Data under study below:
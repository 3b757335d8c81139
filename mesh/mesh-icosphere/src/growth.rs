//! Closed-form growth of an icosphere under repeated subdivision.
//!
//! Every pass turns each face into four and adds one vertex per edge. For a
//! closed genus-0 triangulation that gives `T' = 4T` and `V' = 4V - 6`
//! starting from the icosahedron's 12 vertices and 20 faces. The edge cache
//! for a pass holds one entry per input edge, `T + T / 2`.

use std::mem::size_of;

use nalgebra::Point3;

use crate::edge_cache::EdgeKey;
use crate::seed::{SEED_FACES, SEED_VERTICES};

/// Largest depth whose vertex count still fits in `u32` indices.
pub const MAX_DEPTH: u32 = 14;

/// Predicted sizes for an icosphere at a given depth.
#[derive(Debug, Clone, Copy, PartialEq, Eq)]
pub struct GrowthPrediction {
    /// Number of subdivision passes.
    pub depth: u32,
    /// Final vertex count.
    pub vertices: usize,
    /// Final face count.
    pub faces: usize,
    /// Face count before the last pass (zero at depth 0).
    pub previous_faces: usize,
    /// Edge-cache entries after the last pass (zero at depth 0).
    pub edge_cache_entries: usize,
}

/// Predicted sizes for a single subdivision pass.
#[derive(Debug, Clone, Copy, PartialEq, Eq)]
pub struct PassPrediction {
    /// One-based pass number.
    pub pass: u32,
    /// Faces read by the pass.
    pub input_faces: usize,
    /// Faces written by the pass.
    pub output_faces: usize,
    /// Vertex count once the pass has run.
    pub vertices: usize,
    /// Distinct edges, and therefore new vertices, in the pass.
    pub edge_cache_entries: usize,
}

impl GrowthPrediction {
    /// The unsubdivided icosahedron.
    #[must_use]
    pub const fn seed() -> Self {
        Self {
            depth: 0,
            vertices: SEED_VERTICES.len(),
            faces: SEED_FACES.len(),
            previous_faces: 0,
            edge_cache_entries: 0,
        }
    }

    /// Predict final sizes after `depth` passes.
    ///
    /// Returns `None` if a count overflows `usize`.
    ///
    /// # Example
    ///
    /// ```
    /// use mesh_icosphere::GrowthPrediction;
    ///
    /// let p = GrowthPrediction::for_depth(2).unwrap();
    /// assert_eq!(p.vertices, 162);
    /// assert_eq!(p.faces, 320);
    /// assert_eq!(p.edge_cache_entries, 120);
    /// ```
    #[must_use]
    pub fn for_depth(depth: u32) -> Option<Self> {
        let mut prediction = Self::seed();
        for pass in Self::passes(depth) {
            prediction = Self {
                depth: pass.pass,
                vertices: pass.vertices,
                faces: pass.output_faces,
                previous_faces: pass.input_faces,
                edge_cache_entries: pass.edge_cache_entries,
            };
        }
        (prediction.depth == depth).then_some(prediction)
    }

    /// Iterate the per-pass predictions for `depth` passes.
    ///
    /// Stops early if a count would overflow `usize`.
    pub fn passes(depth: u32) -> impl Iterator<Item = PassPrediction> {
        let seed = Self::seed();
        (1..=depth).scan((seed.vertices, seed.faces), |(vertices, faces), pass| {
            let input_faces = *faces;
            let edge_cache_entries = input_faces.checked_add(input_faces / 2)?;
            let output_faces = input_faces.checked_mul(4)?;
            let next_vertices = vertices.checked_mul(4)?.checked_sub(6)?;
            *vertices = next_vertices;
            *faces = output_faces;
            Some(PassPrediction {
                pass,
                input_faces,
                output_faces,
                vertices: next_vertices,
                edge_cache_entries,
            })
        })
    }

    /// Number of distinct edges in the final mesh.
    #[must_use]
    pub const fn edges(&self) -> usize {
        self.faces + self.faces / 2
    }

    /// Lower bound on the bytes held by the preallocated buffers.
    ///
    /// Counts vertex storage, both face buffers and the edge-cache payload.
    /// Hash table control bytes and load-factor slack are not included.
    #[must_use]
    pub const fn approx_bytes(&self) -> usize {
        self.vertices * size_of::<Point3<f64>>()
            + (self.faces + self.previous_faces) * size_of::<[u32; 3]>()
            + self.edge_cache_entries * size_of::<(EdgeKey, u32)>()
    }
}

/// Predict the sizes of an icosphere at `depth`.
///
/// Shorthand for [`GrowthPrediction::for_depth`].
#[must_use]
pub fn predict_growth(depth: u32) -> Option<GrowthPrediction> {
    GrowthPrediction::for_depth(depth)
}

#[cfg(test)]
mod tests {
    use super::*;

    #[test]
    fn seed_prediction() {
        let p = GrowthPrediction::for_depth(0);
        assert_eq!(p, Some(GrowthPrediction::seed()));
        assert_eq!(GrowthPrediction::seed().vertices, 12);
        assert_eq!(GrowthPrediction::seed().faces, 20);
        assert_eq!(GrowthPrediction::seed().edges(), 30);
    }

    #[test]
    fn known_depths() {
        let expected = [(0, 12, 20), (1, 42, 80), (2, 162, 320), (4, 2562, 5120)];
        for (depth, vertices, faces) in expected {
            let p = predict_growth(depth);
            assert!(p.is_some(), "depth {depth} should be predictable");
            let p = p.unwrap_or_else(GrowthPrediction::seed);
            assert_eq!(p.vertices, vertices, "vertices at depth {depth}");
            assert_eq!(p.faces, faces, "faces at depth {depth}");
        }
    }

    #[test]
    fn edge_cache_matches_previous_faces() {
        for depth in 1..=6 {
            let p = GrowthPrediction::for_depth(depth).unwrap_or_else(GrowthPrediction::seed);
            assert_eq!(p.previous_faces * 4, p.faces);
            assert_eq!(
                p.edge_cache_entries,
                p.previous_faces + p.previous_faces / 2
            );
        }
    }

    #[test]
    fn passes_follow_recurrence() {
        let passes: Vec<_> = GrowthPrediction::passes(3).collect();
        assert_eq!(passes.len(), 3);
        assert_eq!(passes[0].input_faces, 20);
        assert_eq!(passes[0].edge_cache_entries, 30);
        assert_eq!(passes[0].vertices, 42);
        assert_eq!(passes[2].pass, 3);
        assert_eq!(passes[2].output_faces, 1280);
        assert_eq!(passes[2].vertices, 642);

        for pair in passes.windows(2) {
            assert_eq!(pair[1].input_faces, pair[0].output_faces);
            // Each pass adds exactly one vertex per edge
            assert_eq!(
                pair[1].vertices - pair[0].vertices,
                pair[1].edge_cache_entries
            );
        }
    }

    #[test]
    fn euler_characteristic_is_two() {
        for depth in 0..=8 {
            let p = GrowthPrediction::for_depth(depth).unwrap_or_else(GrowthPrediction::seed);
            assert_eq!(p.vertices + p.faces, p.edges() + 2, "depth {depth}");
        }
    }

    #[cfg(target_pointer_width = "64")]
    #[test]
    fn max_depth_fits_u32_indices() {
        let at_max = GrowthPrediction::for_depth(MAX_DEPTH);
        assert!(at_max.is_some_and(|p| u32::try_from(p.vertices).is_ok()));

        let beyond = GrowthPrediction::for_depth(MAX_DEPTH + 1);
        assert!(beyond.is_some_and(|p| u32::try_from(p.vertices).is_err()));
    }

    #[test]
    fn overflow_yields_none() {
        assert!(GrowthPrediction::for_depth(64).is_none());
    }

    #[test]
    fn approx_bytes_grows_with_depth() {
        let small = GrowthPrediction::for_depth(1).map_or(0, |p| p.approx_bytes());
        let large = GrowthPrediction::for_depth(3).map_or(0, |p| p.approx_bytes());
        assert!(small > 0);
        assert!(large > small * 10);
    }
}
End of Data under study.
### Required work
Lines from the records above that hold "usize" are the ones to list.

### Result
    pub vertices: usize,
    pub faces: usize,
    pub previous_faces: usize,
    pub edge_cache_entries: usize,
    pub input_faces: usize,
    pub output_faces: usize,
    pub vertices: usize,
    pub edge_cache_entries: usize,
    /// Returns `None` if a count overflows `usize`.
    /// Stops early if a count would overflow `usize`.
    pub const fn edges(&self) -> usize {
    pub const fn approx_bytes(&self) -> usize {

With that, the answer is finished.